(BRIEF): Write down every entry below once more, exactly.

(RAW DATA):
----

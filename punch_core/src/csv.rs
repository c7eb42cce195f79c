//! # Press Wire Format
//!
//! Serialises a [`Layout`] into the single-line CSV record the press brake
//! consumes verbatim, and reads such a line back for verification.
//!
//! ```text
//! csvCOMPONENT,<code>,<part>,<BEARER|JOIST>,NORMAL,<qty>,<len>,0,0,<len>,0,50[,<station>,<pos>]*
//! ```
//!
//! No header row, no trailing newline. Punches are merged across all five
//! lists, sorted by position (ties keep flange-before-web order), and
//! corner brackets emit under the shared `SERVICE` station.

use std::fmt::Write;

use serde::{Deserialize, Serialize};

use crate::errors::{PlanError, PlanResult};
use crate::layout::Layout;
use crate::units::HalfMm;

/// Number of fixed fields before the station/position pairs begin.
const HEADER_FIELDS: usize = 12;

/// Fallback member length when a layout carries no geometry (a manual
/// layout installed without a prior computed spec).
const FALLBACK_LENGTH_MM: f64 = 5200.0;

/// Per-export metadata supplied by the host.
#[derive(Debug, Clone, PartialEq, Eq, Serialize, Deserialize)]
pub struct CsvMeta {
    /// Part code, e.g. `B_5200_J600_S1200`. Its leading letter selects the
    /// component code and member label.
    pub part_code: String,
    /// Number of identical members to run
    pub qty: u32,
}

impl CsvMeta {
    pub fn new(part_code: impl Into<String>, qty: u32) -> Self {
        CsvMeta {
            part_code: part_code.into(),
            qty,
        }
    }

    fn is_bearer(&self) -> bool {
        self.part_code.starts_with('B')
    }
}

/// Encode a layout as one press CSV line.
///
/// Never fails on a legal layout; inactive punches are skipped.
pub fn encode_csv(layout: &Layout, meta: &CsvMeta) -> String {
    let component_code = if meta.is_bearer() { "B1-1" } else { "J1-1" };
    let member_label = if meta.is_bearer() { "BEARER" } else { "JOIST" };

    let length = layout.length_mod_mm + layout.end_exclusion_mm;
    let length = if length > 0.0 { length } else { FALLBACK_LENGTH_MM };
    let length = HalfMm::from_mm(length);

    let mut line = format!(
        "csvCOMPONENT,{},{},{},NORMAL,{},{},0,0,{},0,50",
        component_code, meta.part_code, member_label, meta.qty, length, length
    );

    let mut punches: Vec<_> = layout.active_punches().collect();
    // Stable: equal positions keep the flange-before-web iteration order
    punches.sort_by_key(|p| p.position);

    for punch in punches {
        let _ = write!(
            line,
            ",{},{}",
            punch.kind.emit_station_name(),
            punch.position
        );
    }
    line
}

/// Parse the station/position pairs back out of a press CSV line.
///
/// Returns `(station, position_mm)` in line order. Used to verify a program
/// against the layout it was emitted from; the corner-bracket aliasing is
/// already applied on the wire, so those hits come back as `SERVICE`.
pub fn decode_punches(line: &str) -> PlanResult<Vec<(String, f64)>> {
    let fields: Vec<&str> = line.trim_end_matches(['\r', '\n']).split(',').collect();
    if fields.first() != Some(&"csvCOMPONENT") {
        return Err(PlanError::wire_format(0, "missing csvCOMPONENT prefix"));
    }
    if fields.len() < HEADER_FIELDS {
        return Err(PlanError::wire_format(
            fields.len(),
            "truncated header record",
        ));
    }
    let pairs = &fields[HEADER_FIELDS..];
    if pairs.len() % 2 != 0 {
        return Err(PlanError::wire_format(
            fields.len(),
            "dangling station without a position",
        ));
    }

    let mut punches = Vec::with_capacity(pairs.len() / 2);
    for (i, pair) in pairs.chunks(2).enumerate() {
        let position: f64 = pair[1].parse().map_err(|_| {
            PlanError::wire_format(
                HEADER_FIELDS + 2 * i + 1,
                format!("'{}' is not a position", pair[1]),
            )
        })?;
        punches.push((pair[0].to_string(), position));
    }
    Ok(punches)
}

#[cfg(test)]
mod tests {
    use super::*;
    use crate::catalog::PunchKind;
    use crate::layout::Punch;

    fn sample_layout() -> Layout {
        let mut layout = Layout {
            length_mm: 5200.0,
            end_exclusion_mm: 800.0,
            length_mod_mm: 4400.0,
            ..Layout::default()
        };
        layout.push(PunchKind::BoltHole, 30.0);
        layout.push(PunchKind::BoltHole, 5170.0);
        layout.push(PunchKind::Dimple, 479.5);
        layout.push(PunchKind::WebTab, 600.0);
        layout.push(PunchKind::CornerBrackets, 131.0);
        layout
    }

    #[test]
    fn test_header_shape() {
        let line = encode_csv(&sample_layout(), &CsvMeta::new("B_5200_J600_S1200", 2));
        assert!(line.starts_with(
            "csvCOMPONENT,B1-1,B_5200_J600_S1200,BEARER,NORMAL,2,5200,0,0,5200,0,50,"
        ));
        assert!(!line.ends_with('\n'));
    }

    #[test]
    fn test_punches_sorted_and_aliased() {
        let line = encode_csv(&sample_layout(), &CsvMeta::new("B_5200_J600_S1200", 1));
        let tail: Vec<&str> = line.split(',').skip(12).collect();
        assert_eq!(
            tail,
            vec![
                "BOLT HOLE", "30", "SERVICE", "131", "DIMPLE", "479.5", "WEB TAB", "600",
                "BOLT HOLE", "5170"
            ]
        );
    }

    #[test]
    fn test_joist_component_code() {
        let line = encode_csv(&sample_layout(), &CsvMeta::new("J_6000_S600", 1));
        assert!(line.starts_with("csvCOMPONENT,J1-1,J_6000_S600,JOIST,"));
    }

    #[test]
    fn test_inactive_punches_skipped() {
        let mut layout = sample_layout();
        layout.push_manual(Punch {
            position: crate::units::HalfMm::from_mm(900.0),
            kind: PunchKind::WebTab,
            active: false,
        });
        let line = encode_csv(&layout, &CsvMeta::new("B_5200_J600_S1200", 1));
        assert!(!line.contains(",900"));
    }

    #[test]
    fn test_fallback_length() {
        let layout = Layout::default();
        let line = encode_csv(&layout, &CsvMeta::new("B_TEST", 1));
        assert!(line.contains(",5200,0,0,5200,0,50"));
    }

    #[test]
    fn test_tie_break_flange_first() {
        let mut layout = sample_layout();
        layout.push(PunchKind::BoltHole, 600.0);
        let line = encode_csv(&layout, &CsvMeta::new("B_5200_J600_S1200", 1));
        let bolt = line.find("BOLT HOLE,600").unwrap();
        let tab = line.find("WEB TAB,600").unwrap();
        assert!(bolt < tab);
    }

    #[test]
    fn test_decode_roundtrip() {
        let layout = sample_layout();
        let line = encode_csv(&layout, &CsvMeta::new("B_5200_J600_S1200", 2));
        let decoded = decode_punches(&line).unwrap();
        assert_eq!(decoded.len(), 5);
        assert_eq!(decoded[0], ("BOLT HOLE".to_string(), 30.0));
        assert_eq!(decoded[1], ("SERVICE".to_string(), 131.0));
        assert_eq!(decoded[2], ("DIMPLE".to_string(), 479.5));
    }

    #[test]
    fn test_decode_rejects_garbage() {
        assert!(decode_punches("not,a,program").is_err());
        assert!(decode_punches("csvCOMPONENT,B1-1,P,BEARER,NORMAL,1,5200,0,0,5200,0,50,BOLT HOLE")
            .is_err());
        assert!(decode_punches(
            "csvCOMPONENT,B1-1,P,BEARER,NORMAL,1,5200,0,0,5200,0,50,BOLT HOLE,abc"
        )
        .is_err());
    }
}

----

(SOLUTION FOR THIS PROBLEM):
filename punch_core/src/csv.rs
repository c7eb42cce195f79c
//! # Press Wire Format
//!
//! Serialises a [`Layout`] into the single-line CSV record the press brake
//! consumes verbatim, and reads such a line back for verification.
//!
//! ```text
//! csvCOMPONENT,<code>,<part>,<BEARER|JOIST>,NORMAL,<qty>,<len>,0,0,<len>,0,50[,<station>,<pos>]*
//! ```
//!
//! No header row, no trailing newline. Punches are merged across all five
//! lists, sorted by position (ties keep flange-before-web order), and
//! corner brackets emit under the shared `SERVICE` station.

use std::fmt::Write;

use serde::{Deserialize, Serialize};

use crate::errors::{PlanError, PlanResult};
use crate::layout::Layout;
use crate::units::HalfMm;

/// Number of fixed fields before the station/position pairs begin.
const HEADER_FIELDS: usize = 12;

/// Fallback member length when a layout carries no geometry (a manual
/// layout installed without a prior computed spec).
const FALLBACK_LENGTH_MM: f64 = 5200.0;

/// Per-export metadata supplied by the host.
#[derive(Debug, Clone, PartialEq, Eq, Serialize, Deserialize)]
pub struct CsvMeta {
    /// Part code, e.g. `B_5200_J600_S1200`. Its leading letter selects the
    /// component code and member label.
    pub part_code: String,
    /// Number of identical members to run
    pub qty: u32,
}

impl CsvMeta {
    pub fn new(part_code: impl Into<String>, qty: u32) -> Self {
        CsvMeta {
            part_code: part_code.into(),
            qty,
        }
    }

    fn is_bearer(&self) -> bool {
        self.part_code.starts_with('B')
    }
}

/// Encode a layout as one press CSV line.
///
/// Never fails on a legal layout; inactive punches are skipped.
pub fn encode_csv(layout: &Layout, meta: &CsvMeta) -> String {
    let component_code = if meta.is_bearer() { "B1-1" } else { "J1-1" };
    let member_label = if meta.is_bearer() { "BEARER" } else { "JOIST" };

    let length = layout.length_mod_mm + layout.end_exclusion_mm;
    let length = if length > 0.0 { length } else { FALLBACK_LENGTH_MM };
    let length = HalfMm::from_mm(length);

    let mut line = format!(
        "csvCOMPONENT,{},{},{},NORMAL,{},{},0,0,{},0,50",
        component_code, meta.part_code, member_label, meta.qty, length, length
    );

    let mut punches: Vec<_> = layout.active_punches().collect();
    // Stable: equal positions keep the flange-before-web iteration order
    punches.sort_by_key(|p| p.position);

    for punch in punches {
        let _ = write!(
            line,
            ",{},{}",
            punch.kind.emit_station_name(),
            punch.position
        );
    }
    line
}

/// Parse the station/position pairs back out of a press CSV line.
///
/// Returns `(station, position_mm)` in line order. Used to verify a program
/// against the layout it was emitted from; the corner-bracket aliasing is
/// already applied on the wire, so those hits come back as `SERVICE`.
pub fn decode_punches(line: &str) -> PlanResult<Vec<(String, f64)>> {
    let fields: Vec<&str> = line.trim_end_matches(['\r', '\n']).split(',').collect();
    if fields.first() != Some(&"csvCOMPONENT") {
        return Err(PlanError::wire_format(0, "missing csvCOMPONENT prefix"));
    }
    if fields.len() < HEADER_FIELDS {
        return Err(PlanError::wire_format(
            fields.len(),
            "truncated header record",
        ));
    }
    let pairs = &fields[HEADER_FIELDS..];
    if pairs.len() % 2 != 0 {
        return Err(PlanError::wire_format(
            fields.len(),
            "dangling station without a position",
        ));
    }

    let mut punches = Vec::with_capacity(pairs.len() / 2);
    for (i, pair) in pairs.chunks(2).enumerate() {
        let position: f64 = pair[1].parse().map_err(|_| {
            PlanError::wire_format(
                HEADER_FIELDS + 2 * i + 1,
                format!("'{}' is not a position", pair[1]),
            )
        })?;
        punches.push((pair[0].to_string(), position));
    }
    Ok(punches)
}

#[cfg(test)]
mod tests {
    use super::*;
    use crate::catalog::PunchKind;
    use crate::layout::Punch;

    fn sample_layout() -> Layout {
        let mut layout = Layout {
            length_mm: 5200.0,
            end_exclusion_mm: 800.0,
            length_mod_mm: 4400.0,
            ..Layout::default()
        };
        layout.push(PunchKind::BoltHole, 30.0);
        layout.push(PunchKind::BoltHole, 5170.0);
        layout.push(PunchKind::Dimple, 479.5);
        layout.push(PunchKind::WebTab, 600.0);
        layout.push(PunchKind::CornerBrackets, 131.0);
        layout
    }

    #[test]
    fn test_header_shape() {
        let line = encode_csv(&sample_layout(), &CsvMeta::new("B_5200_J600_S1200", 2));
        assert!(line.starts_with(
            "csvCOMPONENT,B1-1,B_5200_J600_S1200,BEARER,NORMAL,2,5200,0,0,5200,0,50,"
        ));
        assert!(!line.ends_with('\n'));
    }

    #[test]
    fn test_punches_sorted_and_aliased() {
        let line = encode_csv(&sample_layout(), &CsvMeta::new("B_5200_J600_S1200", 1));
        let tail: Vec<&str> = line.split(',').skip(12).collect();
        assert_eq!(
            tail,
            vec![
                "BOLT HOLE", "30", "SERVICE", "131", "DIMPLE", "479.5", "WEB TAB", "600",
                "BOLT HOLE", "5170"
            ]
        );
    }

    #[test]
    fn test_joist_component_code() {
        let line = encode_csv(&sample_layout(), &CsvMeta::new("J_6000_S600", 1));
        assert!(line.starts_with("csvCOMPONENT,J1-1,J_6000_S600,JOIST,"));
    }

    #[test]
    fn test_inactive_punches_skipped() {
        let mut layout = sample_layout();
        layout.push_manual(Punch {
            position: crate::units::HalfMm::from_mm(900.0),
            kind: PunchKind::WebTab,
            active: false,
        });
        let line = encode_csv(&layout, &CsvMeta::new("B_5200_J600_S1200", 1));
        assert!(!line.contains(",900"));
    }

    #[test]
    fn test_fallback_length() {
        let layout = Layout::default();
        let line = encode_csv(&layout, &CsvMeta::new("B_TEST", 1));
        assert!(line.contains(",5200,0,0,5200,0,50"));
    }

    #[test]
    fn test_tie_break_flange_first() {
        let mut layout = sample_layout();
        layout.push(PunchKind::BoltHole, 600.0);
        let line = encode_csv(&layout, &CsvMeta::new("B_5200_J600_S1200", 1));
        let bolt = line.find("BOLT HOLE,600").unwrap();
        let tab = line.find("WEB TAB,600").unwrap();
        assert!(bolt < tab);
    }

    #[test]
    fn test_decode_roundtrip() {
        let layout = sample_layout();
        let line = encode_csv(&layout, &CsvMeta::new("B_5200_J600_S1200", 2));
        let decoded = decode_punches(&line).unwrap();
        assert_eq!(decoded.len(), 5);
        assert_eq!(decoded[0], ("BOLT HOLE".to_string(), 30.0));
        assert_eq!(decoded[1], ("SERVICE".to_string(), 131.0));
        assert_eq!(decoded[2], ("DIMPLE".to_string(), 479.5));
    }

    #[test]
    fn test_decode_rejects_garbage() {
        assert!(decode_punches("not,a,program").is_err());
        assert!(decode_punches("csvCOMPONENT,B1-1,P,BEARER,NORMAL,1,5200,0,0,5200,0,50,BOLT HOLE")
            .is_err());
        assert!(decode_punches(
            "csvCOMPONENT,B1-1,P,BEARER,NORMAL,1,5200,0,0,5200,0,50,BOLT HOLE,abc"
        )
        .is_err());
    }
}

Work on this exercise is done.